Trust in the Digital Age
The interdisciplinary DFG Research Training Group ”Trust and Communication in a Digitized World“ at the University of Münster is organizing
an interdisciplinary, international Late Autumn School on
“Trust in the Digital Age”
from 15th until 16th of November, 2018.
Theme
Under the theme “Trust in the Digital Age” we aim at discussing the role of trust in modern societies that are marked by an increasing digitization. We invite applications from a diversity of disciplinary perspectives – for instance from communication science, psychology, economics, information systems and sport & exercise sciences and further related fields of research.
On the one hand, digitization implies the reliance on and integration of digital technologies in more and more areas of life – from artificial intelligence in self-driving cars, algorithm-based decision-making on the managerial level to social media platforms in the consumption of news media content. With their far-reaching embedding in people’s everyday life, the question arises in how far people trust modern technologies that are increasingly shaping their working routines, their social relations or their connections to a public world among many other things. This implies a focus not only on trust in the technology itself, but also means addressing the role of trust in the social processes that evolve when technologies are integrated into organizational structures or when people appropriate technologies in their everyday routines.

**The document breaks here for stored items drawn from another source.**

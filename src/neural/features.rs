// projeto: streamtrend
// file: src/neural/features.rs
// Top-N track selection and per-track min-max feature scaling

use chrono::NaiveDate;
use log::{debug, info, warn};
use serde::{Deserialize, Serialize};
use std::collections::HashMap;

use crate::neural::data::{Observation, RecordStore};

/// Features fed to the window builder, in per-track slot order.
pub const FEATURE_NAMES: [&str; 3] = ["streams", "danceability", "energy"];
pub const FEATURES_PER_TRACK: usize = FEATURE_NAMES.len();

/// Ordered set of selected track ids.
#[derive(Debug, Clone, PartialEq, Serialize, Deserialize)]
pub struct TrackSet {
    ids: Vec<String>,
}

impl TrackSet {
    pub fn new(ids: Vec<String>) -> Self {
        TrackSet { ids }
    }

    pub fn ids(&self) -> &[String] {
        &self.ids
    }

    pub fn len(&self) -> usize {
        self.ids.len()
    }

    pub fn is_empty(&self) -> bool {
        self.ids.is_empty()
    }

    pub fn position(&self, track_id: &str) -> Option<usize> {
        self.ids.iter().position(|id| id == track_id)
    }

    /// Width of one day vector (and of one label vector).
    pub fn feature_width(&self) -> usize {
        self.ids.len() * FEATURES_PER_TRACK
    }
}

/// Output of `TrackSelector::select` or `TrackSelector::restrict`.
#[derive(Debug, Clone)]
pub struct TrackSelection {
    pub tracks: TrackSet,
    /// (track_id, total streams) for the kept tracks, ranked.
    pub totals: Vec<(String, f64)>,
    pub records: Vec<Observation>,
}

#[derive(Debug, Clone, Copy)]
pub struct TrackSelector {
    pub top_n: usize,
}

impl TrackSelector {
    pub fn new(top_n: usize) -> Self {
        TrackSelector { top_n }
    }

    pub fn select(&self, store: &RecordStore) -> TrackSelection {
        let mut order: Vec<String> = Vec::new();
        let mut totals: HashMap<&str, f64> = HashMap::new();
        for record in store.records() {
            let entry = totals.entry(record.track_id.as_str()).or_insert_with(|| {
                order.push(record.track_id.clone());
                0.0
            });
            *entry += record.streams;
        }

        let mut ranked: Vec<(String, f64)> = order.into_iter()
            .map(|id| {
                let total = totals[id.as_str()];
                (id, total)
            })
            .collect();
        // stable: equal totals keep first-seen order
        ranked.sort_by(|a, b| b.1.partial_cmp(&a.1).unwrap_or(std::cmp::Ordering::Equal));
        ranked.truncate(self.top_n);

        let tracks = TrackSet::new(ranked.iter().map(|(id, _)| id.clone()).collect());
        info!("🎯 Selected {} of {} tracks by total streams", tracks.len(), totals.len());
        TrackSelection { records: records_for(store, &tracks), tracks, totals: ranked }
    }

    /// Keeps a fixed track set in its given order, e.g. the tracks a saved
    /// model was trained on. Tracks absent from the store get a zero total.
    pub fn restrict(store: &RecordStore, tracks: &TrackSet) -> TrackSelection {
        let records = records_for(store, tracks);
        let totals = tracks.ids().iter()
            .map(|id| {
                let total = records.iter().filter(|r| &r.track_id == id).map(|r| r.streams).sum();
                (id.clone(), total)
            })
            .collect::<Vec<(String, f64)>>();

        for (id, _) in totals.iter().filter(|(_, total)| *total == 0.0) {
            warn!("⚠️ Track {} has no streams in the input", id);
        }
        debug!("🎯 Restricted input to {} known tracks", tracks.len());
        TrackSelection { tracks: tracks.clone(), totals, records }
    }
}

fn records_for(store: &RecordStore, tracks: &TrackSet) -> Vec<Observation> {
    store.records().iter()
        .filter(|r| tracks.position(&r.track_id).is_some())
        .cloned()
        .collect()
}

/// An observation with its three scaled features.
#[derive(Debug, Clone, PartialEq, Serialize, Deserialize)]
pub struct NormalizedObservation {
    pub raw: Observation,
    pub streams_norm: f64,
    pub danceability_norm: f64,
    pub energy_norm: f64,
}

impl NormalizedObservation {
    pub fn features(&self) -> [f64; FEATURES_PER_TRACK] {
        [self.streams_norm, self.danceability_norm, self.energy_norm]
    }
}

#[derive(Debug, Clone, Copy, PartialEq, Serialize, Deserialize)]
pub struct TrackScaling {
    pub mins: [f64; FEATURES_PER_TRACK],
    pub maxs: [f64; FEATURES_PER_TRACK],
}

impl TrackScaling {
    /// Flat series map to 0.5.
    pub fn scale(&self, feature: usize, value: f64) -> f64 {
        let (min, max) = (self.mins[feature], self.maxs[feature]);
        if max > min {
            (value - min) / (max - min)
        } else {
            0.5
        }
    }
}

/// Normalized records for one track selection, indexed by (track slot, date).
#[derive(Debug, Clone)]
pub struct NormalizedSet {
    pub tracks: TrackSet,
    observations: Vec<NormalizedObservation>,
    index: HashMap<(usize, NaiveDate), usize>,
}

impl NormalizedSet {
    #[cfg(test)]
    pub fn observations(&self) -> &[NormalizedObservation] {
        &self.observations
    }

    pub fn get(&self, track_slot: usize, date: NaiveDate) -> Option<&NormalizedObservation> {
        self.index.get(&(track_slot, date)).map(|&i| &self.observations[i])
    }

    /// Distinct observation dates, ascending.
    pub fn dates(&self) -> Vec<NaiveDate> {
        let mut dates: Vec<NaiveDate> = self.observations.iter().map(|o| o.raw.date).collect();
        dates.sort_unstable();
        dates.dedup();
        dates
    }
}

pub struct FeatureNormalizer;

impl FeatureNormalizer {
    pub fn fit(selection: &TrackSelection) -> NormalizedSet {
        let tracks = selection.tracks.clone();
        let mut scaling = vec![
            TrackScaling {
                mins: [f64::INFINITY; FEATURES_PER_TRACK],
                maxs: [f64::NEG_INFINITY; FEATURES_PER_TRACK],
            };
            tracks.len()
        ];

        let slots: Vec<usize> = selection.records.iter()
            .map(|r| tracks.position(&r.track_id).unwrap_or(usize::MAX))
            .collect();

        for (record, &slot) in selection.records.iter().zip(&slots) {
            let Some(s) = scaling.get_mut(slot) else { continue };
            for (f, value) in raw_features(record).into_iter().enumerate() {
                s.mins[f] = s.mins[f].min(value);
                s.maxs[f] = s.maxs[f].max(value);
            }
        }

        let mut observations = Vec::with_capacity(selection.records.len());
        let mut index = HashMap::new();
        for (record, &slot) in selection.records.iter().zip(&slots) {
            let Some(s) = scaling.get(slot) else { continue };
            let raw = raw_features(record);
            index.insert((slot, record.date), observations.len());
            observations.push(NormalizedObservation {
                raw: record.clone(),
                streams_norm: s.scale(0, raw[0]),
                danceability_norm: s.scale(1, raw[1]),
                energy_norm: s.scale(2, raw[2]),
            });
        }

        debug!("📊 Normalized {} observations across {} tracks", observations.len(), tracks.len());
        NormalizedSet { tracks, observations, index }
    }
}

fn raw_features(record: &Observation) -> [f64; FEATURES_PER_TRACK] {
    [record.streams, record.danceability, record.energy]
}
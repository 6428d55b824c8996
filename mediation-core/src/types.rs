//! Core types shared by coordinators, services and delegates

use serde::{Deserialize, Serialize};
use std::fmt;

/// Ad placement identifier registered with the mediation SDK
#[derive(Debug, Clone, PartialEq, Eq, Hash, Serialize, Deserialize)]
pub struct AdUnit(String);

impl AdUnit {
    /// Create new ad unit
    pub fn new(id: impl Into<String>) -> Self {
        Self(id.into())
    }

    /// Get as string
    pub fn as_str(&self) -> &str {
        &self.0
    }
}

impl fmt::Display for AdUnit {
    fn fmt(&self, f: &mut fmt::Formatter<'_>) -> fmt::Result {
        write!(f, "{}", self.0)
    }
}

impl From<&str> for AdUnit {
    fn from(id: &str) -> Self {
        Self::new(id)
    }
}

/// Ad format served by a coordinator
#[derive(Debug, Clone, Copy, PartialEq, Eq, Hash, Serialize, Deserialize)]
#[serde(rename_all = "camelCase")]
pub enum AdFormat {
    /// Inline banner view
    Banner,
    /// Full-screen interstitial
    Interstitial,
    /// Full-screen rewarded video
    RewardedVideo,
    /// Native ad rendered into host views
    Native,
    /// Full-screen ad shown on app foreground
    AppOpen,
}

impl AdFormat {
    /// All formats
    pub const ALL: [AdFormat; 5] = [
        AdFormat::Banner,
        AdFormat::Interstitial,
        AdFormat::RewardedVideo,
        AdFormat::Native,
        AdFormat::AppOpen,
    ];

    /// Stable name used in analytics and metrics labels
    pub fn as_str(&self) -> &'static str {
        match self {
            AdFormat::Banner => "banner",
            AdFormat::Interstitial => "interstitial",
            AdFormat::RewardedVideo => "rewardedVideo",
            AdFormat::Native => "native",
            AdFormat::AppOpen => "appOpen",
        }
    }
}

impl fmt::Display for AdFormat {
    fn fmt(&self, f: &mut fmt::Formatter<'_>) -> fmt::Result {
        f.write_str(self.as_str())
    }
}

/// SDK-assigned identity of one loaded ad
#[derive(Debug, Clone, Copy, PartialEq, Eq, Hash, PartialOrd, Ord, Serialize, Deserialize)]
pub struct AdId(pub u64);

impl fmt::Display for AdId {
    fn fmt(&self, f: &mut fmt::Formatter<'_>) -> fmt::Result {
        write!(f, "ad-{}", self.0)
    }
}

/// Revenue attributed to an ad impression
#[derive(Debug, Clone, PartialEq, Serialize, Deserialize)]
pub struct Revenue {
    /// Amount, as reported by the SDK (may be malformed)
    pub amount: f64,

    /// ISO 4217 currency code
    pub currency: String,
}

/// Reward payload granted by a rewarded ad
#[derive(Debug, Clone, PartialEq, Serialize, Deserialize)]
pub struct Reward {
    /// Amount, as reported by the SDK (may be malformed)
    pub amount: f64,

    /// Reward label ("coins", "lives", ...)
    pub label: String,
}

impl Reward {
    /// Create new reward
    pub fn new(amount: f64, label: impl Into<String>) -> Self {
        Self {
            amount,
            label: label.into(),
        }
    }
}

/// Description of a loaded ad handed over by the SDK
#[derive(Debug, Clone, PartialEq, Serialize, Deserialize)]
pub struct AdInfo {
    /// Ad identity
    pub id: AdId,

    /// Placement the ad was loaded for
    pub unit: AdUnit,

    /// Ad format
    pub format: AdFormat,

    /// Winning network name
    pub network_name: String,

    /// Impression revenue, when known
    pub revenue: Option<Revenue>,
}

impl AdInfo {
    /// Create new ad info without revenue
    pub fn new(id: AdId, unit: AdUnit, format: AdFormat, network_name: impl Into<String>) -> Self {
        Self {
            id,
            unit,
            format,
            network_name: network_name.into(),
            revenue: None,
        }
    }

    /// Attach revenue
    pub fn with_revenue(mut self, amount: f64, currency: impl Into<String>) -> Self {
        self.revenue = Some(Revenue {
            amount,
            currency: currency.into(),
        });
        self
    }
}

/// Lifecycle state of a coordinator
///
/// `Available` is the only state in which an ad may be shown.
#[derive(Debug, Clone, Copy, PartialEq, Eq, Hash, Serialize, Deserialize)]
pub enum AdState {
    /// Nothing loaded, no request outstanding
    Idle,
    /// Load requested, waiting for the SDK
    Loading,
    /// Ad loaded and ready to show
    Available,
    /// Ad on screen (consumed)
    Displaying,
}

impl AdState {
    /// Whether an ad can be shown in this state
    pub fn is_available(&self) -> bool {
        matches!(self, AdState::Available)
    }
}

#[cfg(test)]
mod tests {
    use super::*;

    #[test]
    fn test_format_names() {
        assert_eq!(AdFormat::RewardedVideo.as_str(), "rewardedVideo");
        assert_eq!(AdFormat::AppOpen.to_string(), "appOpen");
        assert_eq!(
            serde_json::to_string(&AdFormat::AppOpen).unwrap(),
            "\"appOpen\""
        );
    }

    #[test]
    fn test_only_available_state_is_available() {
        assert!(AdState::Available.is_available());
        assert!(!AdState::Idle.is_available());
        assert!(!AdState::Loading.is_available());
        assert!(!AdState::Displaying.is_available());
    }

    #[test]
    fn test_ad_info_with_revenue() {
        let info = AdInfo::new(AdId(7), AdUnit::new("unit"), AdFormat::Native, "applovin")
            .with_revenue(0.0042, "USD");
        let revenue = info.revenue.unwrap();
        assert_eq!(revenue.currency, "USD");
        assert_eq!(info.id.to_string(), "ad-7");
    }
}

On the other hand, a focus on technological transformations should not come at the price of neglecting the role of persistence and durability in digitized societies. While change is happening rapidly in some areas, others remain untouched. That is why work on the notion of trust beyond the rapidly changing phenomena in digitized societies remains equally important. Therefore, we also invite contributions addressing on a theoretical, conceptual but also empirical level the role of trust, distrust and risk in organizations.
In order to reflect on these two perspectives on trust in the digital age, we aim to discuss the operationalization of trust in technology, its emergence and development, the humanness of technologies and whether or not it is possible to trust technologies. Furthermore, we address conceptual work on the role of trust in interpersonal relations, within organizations and in societal institutions as well as reflections on trust in scientific discourses.
Speakers
International researchers will join the Late Autumn School as keynote speakers:
Prof. Dr. Harrison McKnight
Professor for Accounting & Information Systems
Michigan State University, USA
Harrison McKnight is a leading researcher in the area of trust in technology. His research integrates internationally acknowledged theories on trust and the use of specific information systems. His work covers trust in various software applications, social media networks, and new technologies such as self-driving cars and has been published in such journals as MIS Quarterly, Information Systems Research, Journal of the Association for Information Systems, Journal of Management Information Systems, and the Academy of Management Review.
Dr. Zlatka Pavlova
Faculty III “Media, Information and Design”
University of Applied Sciences Hannover, Germany
As a communication researcher Zlatka Pavlova addresses trust in organizations through system and consciousness theories, providing new recognitions on the actual purpose of trust for organizations as an essential mechanism for an organizations’ continued existence. Her approach is not offering practical solutions for organizations, but instead is reflecting on the often normative and exploitative definition of trust in science and practical discourses.